What to work on —
Scan the records below for the line with "self.to_string()" and the line with "fn from(err: EditorError)". Repeat those two lines and every line between them exactly, and nothing else.
### Data for this exercise
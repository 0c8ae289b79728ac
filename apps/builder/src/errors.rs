use axum::{
    http::StatusCode,
    response::{IntoResponse, Response},
    Json,
};
use serde_json::json;
use thiserror::Error;

use crate::editors::EditorError;
use crate::export::ExportError;
use crate::layout::capability::UnknownTemplate;
use crate::layout::LayoutError;
use crate::persistence::StoreError;

/// Application-level error type.
/// Implements `IntoResponse` so Axum handlers can return `Result<T, AppError>`.
#[derive(Debug, Error)]
pub enum AppError {
    #[error("Validation error: {0}")]
    Validation(String),

    #[error("Not found: {0}")]
    NotFound(String),

    #[error("Persistence error: {0}")]
    Persistence(String),

    #[error("Download not permitted: {0}")]
    Entitlement(String),

    #[error("Export unavailable: {0}")]
    RenderPrecondition(String),

    #[error("Export timed out after {0}s")]
    ExportTimeout(u64),

    #[error("Cancelled: {0}")]
    Cancelled(String),

    #[error("Internal server error: {0}")]
    Internal(#[from] anyhow::Error),
}

impl AppError {
    pub fn code(&self) -> &'static str {
        match self {
            AppError::Validation(_) => "VALIDATION_ERROR",
            AppError::NotFound(_) => "NOT_FOUND",
            AppError::Persistence(_) => "PERSISTENCE_ERROR",
            AppError::Entitlement(_) => "ENTITLEMENT_ERROR",
            AppError::RenderPrecondition(_) => "RENDER_PRECONDITION",
            AppError::ExportTimeout(_) => "EXPORT_TIMEOUT",
            AppError::Cancelled(_) => "CANCELLED",
            AppError::Internal(_) => "INTERNAL_ERROR",
        }
    }

    pub fn status(&self) -> StatusCode {
        match self {
            AppError::Validation(_) => StatusCode::BAD_REQUEST,
            AppError::NotFound(_) => StatusCode::NOT_FOUND,
            AppError::Persistence(_) => StatusCode::BAD_GATEWAY,
            AppError::Entitlement(_) => StatusCode::FORBIDDEN,
            AppError::RenderPrecondition(_) | AppError::Cancelled(_) => StatusCode::CONFLICT,
            AppError::ExportTimeout(_) => StatusCode::GATEWAY_TIMEOUT,
            AppError::Internal(_) => StatusCode::INTERNAL_SERVER_ERROR,
        }
    }
}

impl IntoResponse for AppError {
    fn into_response(self) -> Response {
        let status = self.status();
        let message = match &self {
            AppError::Validation(msg)
            | AppError::NotFound(msg)
            | AppError::Entitlement(msg)
            | AppError::RenderPrecondition(msg)
            | AppError::Cancelled(msg) => {
                tracing::debug!("{}: {msg}", self.code());
                msg.clone()
            }
            AppError::Persistence(msg) => {
                tracing::warn!("Persistence error: {msg}");
                msg.clone()
            }
            AppError::ExportTimeout(_) => {
                tracing::warn!("{self}");
                self.to_string()
            }
            AppError::Internal(e) => {
                tracing::error!("Internal error: {e:?}");
                "An internal server error occurred".to_string()
            }
        };

        let body = Json(json!({
            "error": {
                "code": self.code(),
                "message": message
            }
        }));

        (status, body).into_response()
    }
}

impl From<EditorError> for AppError {
    fn from(err: EditorError) -> Self {
        AppError::Validation(err.to_string())
    }
}

impl From<LayoutError> for AppError {
    fn from(err: LayoutError) -> Self {
        AppError::Validation(err.to_string())
    }
}

impl From<UnknownTemplate> for AppError {
    fn from(err: UnknownTemplate) -> Self {
        AppError::Validation(err.to_string())
    }
}

impl From<StoreError> for AppError {
    fn from(err: StoreError) -> Self {
        match err {
            StoreError::NotFound(label) => AppError::NotFound(format!("Resume '{label}' not found")),
            StoreError::InvalidLabel(label) => {
                AppError::Validation(format!("Invalid version label '{label}'"))
            }
            other => AppError::Persistence(other.friendly_message()),
        }
    }
}

impl From<ExportError> for AppError {
    fn from(err: ExportError) -> Self {
        match err {
            ExportError::UnsupportedFormat(format) => AppError::Validation(format!(
                "Unsupported export format '{format}' (expected pdf, png, txt or docx)"
            )),
            ExportError::Timeout(secs) => AppError::ExportTimeout(secs),
            ExportError::Cancelled => {
                AppError::Cancelled("Export cancelled: the session was closed".to_string())
            }
            other => AppError::Internal(anyhow::Error::new(other)),
        }
    }
}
######
Expected output —
                self.to_string()
            }
            AppError::Internal(e) => {
                tracing::error!("Internal error: {e:?}");
                "An internal server error occurred".to_string()
            }
        };

        let body = Json(json!({
            "error": {
                "code": self.code(),
                "message": message
            }
        }));

        (status, body).into_response()
    }
}

impl From<EditorError> for AppError {
    fn from(err: EditorError) -> Self {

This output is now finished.